Apartment market conditions continued to weaken in the National Multifamily Housing Council’s (NMHC’s) Quarterly Survey of Apartment Market Conditions for July 2023, as the Market Tightness (26), Sales Volume (40), Equity Financing (22) and Debt Financing (18) indexes all came in well below the breakeven level (50).
“Both debt and equity capital continue to pull back from the apartment market amidst an environment of rising interest rates and slowing rent growth,” noted NMHC’s Vice President of Research, Caitlin Sugrue Walter. “As a result, transaction volume fell for the fifth consecutive quarter, with current apartment owners unwilling to offer the lower prices buyers deem necessary to compensate for this diminished economic outlook.”
“Yet, as the Federal Reserve nears the end of its tightening cycle, a small but growing share of respondents are finally starting to report a pickup in apartment deal flow.”

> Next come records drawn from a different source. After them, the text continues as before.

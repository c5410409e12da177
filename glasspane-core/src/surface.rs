//! Surface manager: owns every live rendering session, keyed by session
//! id. One isolated surface per delivered resource; surfaces are never
//! pooled or reused across resources.

use crate::classifier::classify;
use crate::error::CoreResult;
use crate::executor::ExecutorConfig;
use crate::guard::{GuardConfig, HostActions, NoopHostActions, ToolRequest};
use crate::protocol::{ActionEnvelope, InboundMessage, SubmitOutcome};
use crate::resource::{ContentType, UiResource};
use crate::session::{FallbackPanel, RenderSession, SessionState};
use dashmap::DashMap;
use glasspane_ui::NativeNode;
use serde::Serialize;
use serde_json::Value;
use std::sync::Arc;
use tokio::sync::mpsc;
use tracing::info;
use uuid::Uuid;

/// Isolation posture for one rendering surface, derived from the
/// resource's content type at classification time and fixed thereafter.
#[derive(Debug, Clone, PartialEq, Serialize)]
pub struct SurfaceSpec {
    pub mode: ContentType,
    /// Whether the surface itself may run embedded scripts. Scripted
    /// programs run in the executor instead, so their surface stays inert.
    pub allow_scripts: bool,
    pub storage_access: bool,
    /// Same-origin scope for external references; `None` everywhere else.
    pub allowed_origin: Option<String>,
    pub block_navigation: bool,
    pub block_popups: bool,
}

pub struct SurfaceManager {
    sessions: DashMap<Uuid, RenderSession>,
    tool_tx: mpsc::Sender<ToolRequest>,
    host: Arc<dyn HostActions>,
    guard_config: GuardConfig,
    exec_config: ExecutorConfig,
}

impl SurfaceManager {
    pub fn new(tool_tx: mpsc::Sender<ToolRequest>) -> Self {
        Self::with_configs(
            tool_tx,
            Arc::new(NoopHostActions),
            GuardConfig::default(),
            ExecutorConfig::default(),
        )
    }

    pub fn with_configs(
        tool_tx: mpsc::Sender<ToolRequest>,
        host: Arc<dyn HostActions>,
        guard_config: GuardConfig,
        exec_config: ExecutorConfig,
    ) -> Self {
        Self {
            sessions: DashMap::new(),
            tool_tx,
            host,
            guard_config,
            exec_config,
        }
    }

    /// Open a surface for a delivered resource and run its session up to
    /// `Live`. A resource the classifier rejects, or a program that faults
    /// during startup, still yields a session id: the session lands in
    /// `Errored` with a fallback panel instead of surfacing raw provider
    /// content. Only a failure to build the isolation context errors out.
    pub fn open(&self, resource: UiResource) -> CoreResult<Uuid> {
        let (spec, classify_err) = match classify(&resource) {
            Ok(spec) => (spec, None),
            Err(e) => (
                SurfaceSpec {
                    mode: ContentType::Unknown,
                    allow_scripts: false,
                    storage_access: false,
                    allowed_origin: None,
                    block_navigation: true,
                    block_popups: true,
                },
                Some(e),
            ),
        };
        let mut session = RenderSession::create(
            resource,
            spec,
            self.guard_config.clone(),
            self.exec_config.clone(),
            self.tool_tx.clone(),
            Arc::clone(&self.host),
        )?;
        let id = session.id();
        match classify_err {
            // An unclassifiable resource never executes: it fails straight
            // out of Initializing.
            Some(e) => session.initialize_failed(e),
            // A startup fault is already captured as the session's
            // fallback panel; the surface stays queryable.
            None => {
                let _ = session.start();
            }
        }
        info!(session = %id, state = ?session.state(), "surface opened");
        self.sessions.insert(id, session);
        Ok(id)
    }

    pub fn state(&self, id: Uuid) -> Option<SessionState> {
        self.sessions.get(&id).map(|s| s.state())
    }

    pub fn surface_spec(&self, id: Uuid) -> Option<SurfaceSpec> {
        self.sessions.get(&id).map(|s| s.surface_spec().clone())
    }

    pub fn fallback(&self, id: Uuid) -> Option<FallbackPanel> {
        self.sessions.get(&id).and_then(|s| s.fallback().cloned())
    }

    pub fn provenance_token(&self, id: Uuid) -> Option<Uuid> {
        self.sessions.get(&id).map(|s| s.provenance_token())
    }

    pub fn outstanding_calls(&self, id: Uuid) -> usize {
        self.sessions.get(&id).map(|s| s.outstanding_calls()).unwrap_or(0)
    }

    /// Drain inbound messages for one session. Messages the session's own
    /// pipeline does not consume come back to the caller.
    pub fn pump(&self, id: Uuid) -> Vec<InboundMessage> {
        match self.sessions.get_mut(&id) {
            Some(mut session) => session.pump(),
            None => Vec::new(),
        }
    }

    pub fn project(&self, id: Uuid) -> Option<NativeNode> {
        self.sessions.get(&id).and_then(|s| s.project())
    }

    /// Change-gated variant of `project`: `None` when the tree has not
    /// changed since the last take.
    pub fn take_projection(&self, id: Uuid) -> Option<NativeNode> {
        self.sessions
            .get_mut(&id)
            .and_then(|mut s| s.take_projection())
    }

    pub fn dispatch_event(&self, id: Uuid, element_id: u64, event: &str, payload: Value) -> bool {
        match self.sessions.get_mut(&id) {
            Some(mut session) => session.dispatch_native_event(element_id, event, payload),
            None => false,
        }
    }

    pub fn submit_action(&self, id: Uuid, envelope: ActionEnvelope, token: Uuid) -> SubmitOutcome {
        match self.sessions.get_mut(&id) {
            Some(mut session) => session.submit_action(envelope, token),
            None => SubmitOutcome::Dropped,
        }
    }

    /// Dispose the session in place. The entry stays queryable in its
    /// terminal state until `close` removes it.
    pub fn dispose(&self, id: Uuid) {
        if let Some(mut session) = self.sessions.get_mut(&id) {
            session.dispose();
        }
    }

    /// Dispose and remove. Idempotent.
    pub fn close(&self, id: Uuid) {
        if let Some((_, mut session)) = self.sessions.remove(&id) {
            session.dispose();
            info!(session = %id, "surface closed");
        }
    }

    pub fn session_count(&self) -> usize {
        self.sessions.len()
    }
}

#[cfg(test)]
mod tests {
    use super::*;
    use crate::session::SessionState;

    fn manager() -> SurfaceManager {
        let (tool_tx, _tool_rx) = mpsc::channel(8);
        SurfaceManager::new(tool_tx)
    }

    #[test]
    fn test_markup_surface_goes_live() {
        let manager = manager();
        let id = manager
            .open(UiResource::new("ui://a", ContentType::Markup, "<p>hi</p>"))
            .unwrap();
        assert_eq!(manager.state(id), Some(SessionState::Live));
        let spec = manager.surface_spec(id).unwrap();
        assert!(!spec.storage_access);
        assert!(spec.block_navigation);
    }

    #[test]
    fn test_unknown_content_type_yields_fallback_session() {
        let manager = manager();
        let id = manager
            .open(UiResource::new("ui://b", ContentType::Unknown, ""))
            .unwrap();
        assert_eq!(manager.state(id), Some(SessionState::Errored));
        let fallback = manager.fallback(id).unwrap();
        assert!(fallback.reason.contains("Unsupported content type"));
    }

    #[test]
    fn test_dispose_keeps_entry_close_removes_it() {
        let manager = manager();
        let id = manager
            .open(UiResource::new("ui://c", ContentType::Markup, ""))
            .unwrap();
        manager.dispose(id);
        assert_eq!(manager.state(id), Some(SessionState::Disposed));
        assert_eq!(manager.session_count(), 1);
        manager.close(id);
        assert_eq!(manager.state(id), None);
        assert_eq!(manager.session_count(), 0);
        // Idempotent.
        manager.close(id);
    }

    #[tokio::test]
    async fn test_take_projection_reports_changes_once() {
        let manager = manager();
        let program = r#"
            local el = ui.create("p")
            ui.set_text(el, "once")
            ui.append(ui.root(), el)
        "#;
        let id = manager
            .open(UiResource::new(
                "ui://e",
                ContentType::ScriptedProgram,
                program,
            ))
            .unwrap();
        let tree = manager.take_projection(id).unwrap();
        assert_eq!(tree.children[0].text.as_deref(), Some("once"));
        // Nothing changed since, so there is nothing to re-render.
        assert_eq!(manager.take_projection(id), None);
    }

    #[tokio::test]
    async fn test_scripted_surface_projects_its_tree() {
        let manager = manager();
        let program = r#"
            local el = ui.create("p")
            ui.set_text(el, "hello")
            ui.append(ui.root(), el)
        "#;
        let id = manager
            .open(UiResource::new(
                "ui://d",
                ContentType::ScriptedProgram,
                program,
            ))
            .unwrap();
        assert_eq!(manager.state(id), Some(SessionState::Live));
        let tree = manager.project(id).unwrap();
        assert_eq!(tree.children.len(), 1);
        assert_eq!(tree.children[0].text.as_deref(), Some("hello"));
    }
}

- The Market Tightness Index came in at 26 this quarter – below the breakeven level (50) – indicating looser market conditions for the fourth consecutive quarter. More than half of respondents (57%) reported markets to be looser than three months ago, while only 9% thought markets have become tighter. Meanwhile, around a third of respondents (34%) thought that market conditions were unchanged over the past three months.
- The Sales Volume Index reading of 40 marked the fifth consecutive quarter of decreasing deal flow, albeit with considerably less consensus among respondents than in preceding quarters. In fact, just over a third of respondents (35%) reported lower sales volume, down from 56% of respondents who reported lower sales volume in April and 82% of respondents in January. Meanwhile, 14% of respondents in July thought that volume was higher than three months ago, while nearly half of respondents (47%) reported no change in volume.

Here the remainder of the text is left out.